**Exercise material:**
Content starts

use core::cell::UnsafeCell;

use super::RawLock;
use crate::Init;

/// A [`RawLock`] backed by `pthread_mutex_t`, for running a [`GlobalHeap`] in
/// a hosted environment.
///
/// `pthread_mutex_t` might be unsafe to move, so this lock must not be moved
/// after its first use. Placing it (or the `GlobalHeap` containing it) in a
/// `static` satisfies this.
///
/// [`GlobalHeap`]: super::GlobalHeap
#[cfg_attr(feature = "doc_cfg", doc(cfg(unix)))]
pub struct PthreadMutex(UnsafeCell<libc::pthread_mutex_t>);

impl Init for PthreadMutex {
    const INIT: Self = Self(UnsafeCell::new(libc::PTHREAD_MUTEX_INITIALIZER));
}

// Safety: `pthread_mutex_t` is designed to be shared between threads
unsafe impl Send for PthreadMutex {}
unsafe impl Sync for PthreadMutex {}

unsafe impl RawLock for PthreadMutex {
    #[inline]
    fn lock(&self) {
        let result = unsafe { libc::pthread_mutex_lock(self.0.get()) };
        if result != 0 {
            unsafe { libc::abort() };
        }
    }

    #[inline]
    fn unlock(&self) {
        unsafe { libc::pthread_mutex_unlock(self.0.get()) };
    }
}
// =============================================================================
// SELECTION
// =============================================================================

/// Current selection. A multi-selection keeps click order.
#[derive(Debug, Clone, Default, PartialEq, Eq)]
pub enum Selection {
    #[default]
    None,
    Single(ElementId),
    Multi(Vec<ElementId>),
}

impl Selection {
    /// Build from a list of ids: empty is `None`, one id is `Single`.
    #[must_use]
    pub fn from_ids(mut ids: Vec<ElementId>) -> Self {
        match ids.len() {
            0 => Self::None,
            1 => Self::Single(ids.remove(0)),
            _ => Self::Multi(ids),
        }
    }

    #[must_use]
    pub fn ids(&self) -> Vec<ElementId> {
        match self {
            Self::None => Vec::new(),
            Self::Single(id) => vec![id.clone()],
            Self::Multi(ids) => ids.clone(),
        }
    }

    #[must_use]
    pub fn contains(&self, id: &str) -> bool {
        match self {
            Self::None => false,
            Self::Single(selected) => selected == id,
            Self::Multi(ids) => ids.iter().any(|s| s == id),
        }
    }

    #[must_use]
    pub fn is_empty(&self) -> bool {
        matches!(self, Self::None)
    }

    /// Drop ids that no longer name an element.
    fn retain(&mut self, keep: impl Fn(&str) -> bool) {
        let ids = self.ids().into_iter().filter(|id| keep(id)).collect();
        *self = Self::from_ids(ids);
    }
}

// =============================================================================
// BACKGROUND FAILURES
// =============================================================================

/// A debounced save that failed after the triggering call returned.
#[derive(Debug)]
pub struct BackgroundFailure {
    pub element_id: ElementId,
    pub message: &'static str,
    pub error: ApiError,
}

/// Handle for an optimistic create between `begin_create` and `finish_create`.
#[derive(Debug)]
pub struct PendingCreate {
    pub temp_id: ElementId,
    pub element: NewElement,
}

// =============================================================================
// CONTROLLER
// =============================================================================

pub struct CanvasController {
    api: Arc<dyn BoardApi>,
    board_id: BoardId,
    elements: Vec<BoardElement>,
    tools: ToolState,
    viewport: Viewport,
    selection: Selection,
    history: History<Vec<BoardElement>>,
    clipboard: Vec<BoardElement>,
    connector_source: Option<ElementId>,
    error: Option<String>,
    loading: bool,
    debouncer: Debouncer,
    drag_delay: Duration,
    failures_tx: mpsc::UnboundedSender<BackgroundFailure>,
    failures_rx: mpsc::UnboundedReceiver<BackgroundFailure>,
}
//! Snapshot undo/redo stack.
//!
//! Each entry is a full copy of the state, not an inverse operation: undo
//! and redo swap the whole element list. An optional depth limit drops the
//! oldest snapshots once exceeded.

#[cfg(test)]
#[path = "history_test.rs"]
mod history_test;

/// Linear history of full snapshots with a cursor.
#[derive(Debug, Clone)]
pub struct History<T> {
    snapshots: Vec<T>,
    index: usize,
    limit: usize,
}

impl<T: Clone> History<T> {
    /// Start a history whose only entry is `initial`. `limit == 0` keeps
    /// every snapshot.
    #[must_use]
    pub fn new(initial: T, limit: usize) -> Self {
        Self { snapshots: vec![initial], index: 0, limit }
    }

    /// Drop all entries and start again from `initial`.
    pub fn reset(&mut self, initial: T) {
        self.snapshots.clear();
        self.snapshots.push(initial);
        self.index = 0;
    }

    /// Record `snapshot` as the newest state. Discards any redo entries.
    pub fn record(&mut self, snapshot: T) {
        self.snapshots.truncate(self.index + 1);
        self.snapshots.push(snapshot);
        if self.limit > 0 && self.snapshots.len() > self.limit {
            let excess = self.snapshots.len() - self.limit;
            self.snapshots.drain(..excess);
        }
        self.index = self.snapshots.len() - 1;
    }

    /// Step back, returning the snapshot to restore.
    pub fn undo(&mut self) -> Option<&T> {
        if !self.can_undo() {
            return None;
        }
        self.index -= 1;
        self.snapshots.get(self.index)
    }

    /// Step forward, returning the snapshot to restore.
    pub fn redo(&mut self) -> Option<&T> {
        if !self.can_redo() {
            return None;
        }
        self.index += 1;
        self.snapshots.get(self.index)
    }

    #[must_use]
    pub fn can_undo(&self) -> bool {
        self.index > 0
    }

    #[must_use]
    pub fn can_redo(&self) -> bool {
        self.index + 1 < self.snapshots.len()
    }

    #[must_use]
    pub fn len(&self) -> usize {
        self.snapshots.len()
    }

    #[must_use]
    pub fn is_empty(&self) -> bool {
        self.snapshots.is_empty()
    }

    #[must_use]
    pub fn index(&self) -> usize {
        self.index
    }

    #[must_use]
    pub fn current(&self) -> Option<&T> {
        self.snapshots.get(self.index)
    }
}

Content ends

**Task item:** Reproduce each line of the material above precisely.

**Exercise output:**
use core::cell::UnsafeCell;

use super::RawLock;
use crate::Init;

/// A [`RawLock`] backed by `pthread_mutex_t`, for running a [`GlobalHeap`] in
/// a hosted environment.
///
/// `pthread_mutex_t` might be unsafe to move, so this lock must not be moved
/// after its first use. Placing it (or the `GlobalHeap` containing it) in a
/// `static` satisfies this.
///
/// [`GlobalHeap`]: super::GlobalHeap
#[cfg_attr(feature = "doc_cfg", doc(cfg(unix)))]
pub struct PthreadMutex(UnsafeCell<libc::pthread_mutex_t>);

impl Init for PthreadMutex {
    const INIT: Self = Self(UnsafeCell::new(libc::PTHREAD_MUTEX_INITIALIZER));
}

// Safety: `pthread_mutex_t` is designed to be shared between threads
unsafe impl Send for PthreadMutex {}
unsafe impl Sync for PthreadMutex {}

unsafe impl RawLock for PthreadMutex {
    #[inline]
    fn lock(&self) {
        let result = unsafe { libc::pthread_mutex_lock(self.0.get()) };
        if result != 0 {
            unsafe { libc::abort() };
        }
    }

    #[inline]
    fn unlock(&self) {
        unsafe { libc::pthread_mutex_unlock(self.0.get()) };
    }
}
// =============================================================================
// SELECTION
// =============================================================================

/// Current selection. A multi-selection keeps click order.
#[derive(Debug, Clone, Default, PartialEq, Eq)]
pub enum Selection {
    #[default]
    None,
    Single(ElementId),
    Multi(Vec<ElementId>),
}

impl Selection {
    /// Build from a list of ids: empty is `None`, one id is `Single`.
    #[must_use]
    pub fn from_ids(mut ids: Vec<ElementId>) -> Self {
        match ids.len() {
            0 => Self::None,
            1 => Self::Single(ids.remove(0)),
            _ => Self::Multi(ids),
        }
    }

    #[must_use]
    pub fn ids(&self) -> Vec<ElementId> {
        match self {
            Self::None => Vec::new(),
            Self::Single(id) => vec![id.clone()],
            Self::Multi(ids) => ids.clone(),
        }
    }

    #[must_use]
    pub fn contains(&self, id: &str) -> bool {
        match self {
            Self::None => false,
            Self::Single(selected) => selected == id,
            Self::Multi(ids) => ids.iter().any(|s| s == id),
        }
    }

    #[must_use]
    pub fn is_empty(&self) -> bool {
        matches!(self, Self::None)
    }

    /// Drop ids that no longer name an element.
    fn retain(&mut self, keep: impl Fn(&str) -> bool) {
        let ids = self.ids().into_iter().filter(|id| keep(id)).collect();
        *self = Self::from_ids(ids);
    }
}

// =============================================================================
// BACKGROUND FAILURES
// =============================================================================

/// A debounced save that failed after the triggering call returned.
#[derive(Debug)]
pub struct BackgroundFailure {
    pub element_id: ElementId,
    pub message: &'static str,
    pub error: ApiError,
}

/// Handle for an optimistic create between `begin_create` and `finish_create`.
#[derive(Debug)]
pub struct PendingCreate {
    pub temp_id: ElementId,
    pub element: NewElement,
}

// =============================================================================
// CONTROLLER
// =============================================================================

pub struct CanvasController {
    api: Arc<dyn BoardApi>,
    board_id: BoardId,
    elements: Vec<BoardElement>,
    tools: ToolState,
    viewport: Viewport,
    selection: Selection,
    history: History<Vec<BoardElement>>,
    clipboard: Vec<BoardElement>,
    connector_source: Option<ElementId>,
    error: Option<String>,
    loading: bool,
    debouncer: Debouncer,
    drag_delay: Duration,
    failures_tx: mpsc::UnboundedSender<BackgroundFailure>,
    failures_rx: mpsc::UnboundedReceiver<BackgroundFailure>,
}
//! Snapshot undo/redo stack.
//!
//! Each entry is a full copy of the state, not an inverse operation: undo
//! and redo swap the whole element list. An optional depth limit drops the
//! oldest snapshots once exceeded.

#[cfg(test)]
#[path = "history_test.rs"]
mod history_test;

/// Linear history of full snapshots with a cursor.
#[derive(Debug, Clone)]
pub struct History<T> {
    snapshots: Vec<T>,
    index: usize,
    limit: usize,
}

impl<T: Clone> History<T> {
    /// Start a history whose only entry is `initial`. `limit == 0` keeps
    /// every snapshot.
    #[must_use]
    pub fn new(initial: T, limit: usize) -> Self {
        Self { snapshots: vec![initial], index: 0, limit }
    }

    /// Drop all entries and start again from `initial`.
    pub fn reset(&mut self, initial: T) {
        self.snapshots.clear();
        self.snapshots.push(initial);
        self.index = 0;
    }

    /// Record `snapshot` as the newest state. Discards any redo entries.
    pub fn record(&mut self, snapshot: T) {
        self.snapshots.truncate(self.index + 1);
        self.snapshots.push(snapshot);
        if self.limit > 0 && self.snapshots.len() > self.limit {
            let excess = self.snapshots.len() - self.limit;
            self.snapshots.drain(..excess);
        }
        self.index = self.snapshots.len() - 1;
    }

    /// Step back, returning the snapshot to restore.
    pub fn undo(&mut self) -> Option<&T> {
        if !self.can_undo() {
            return None;
        }
        self.index -= 1;
        self.snapshots.get(self.index)
    }

    /// Step forward, returning the snapshot to restore.
    pub fn redo(&mut self) -> Option<&T> {
        if !self.can_redo() {
            return None;
        }
        self.index += 1;
        self.snapshots.get(self.index)
    }

    #[must_use]
    pub fn can_undo(&self) -> bool {
        self.index > 0
    }

    #[must_use]
    pub fn can_redo(&self) -> bool {
        self.index + 1 < self.snapshots.len()
    }

    #[must_use]
    pub fn len(&self) -> usize {
        self.snapshots.len()
    }

    #[must_use]
    pub fn is_empty(&self) -> bool {
        self.snapshots.is_empty()
    }

    #[must_use]
    pub fn index(&self) -> usize {
        self.index
    }

    #[must_use]
    pub fn current(&self) -> Option<&T> {
        self.snapshots.get(self.index)
    }
}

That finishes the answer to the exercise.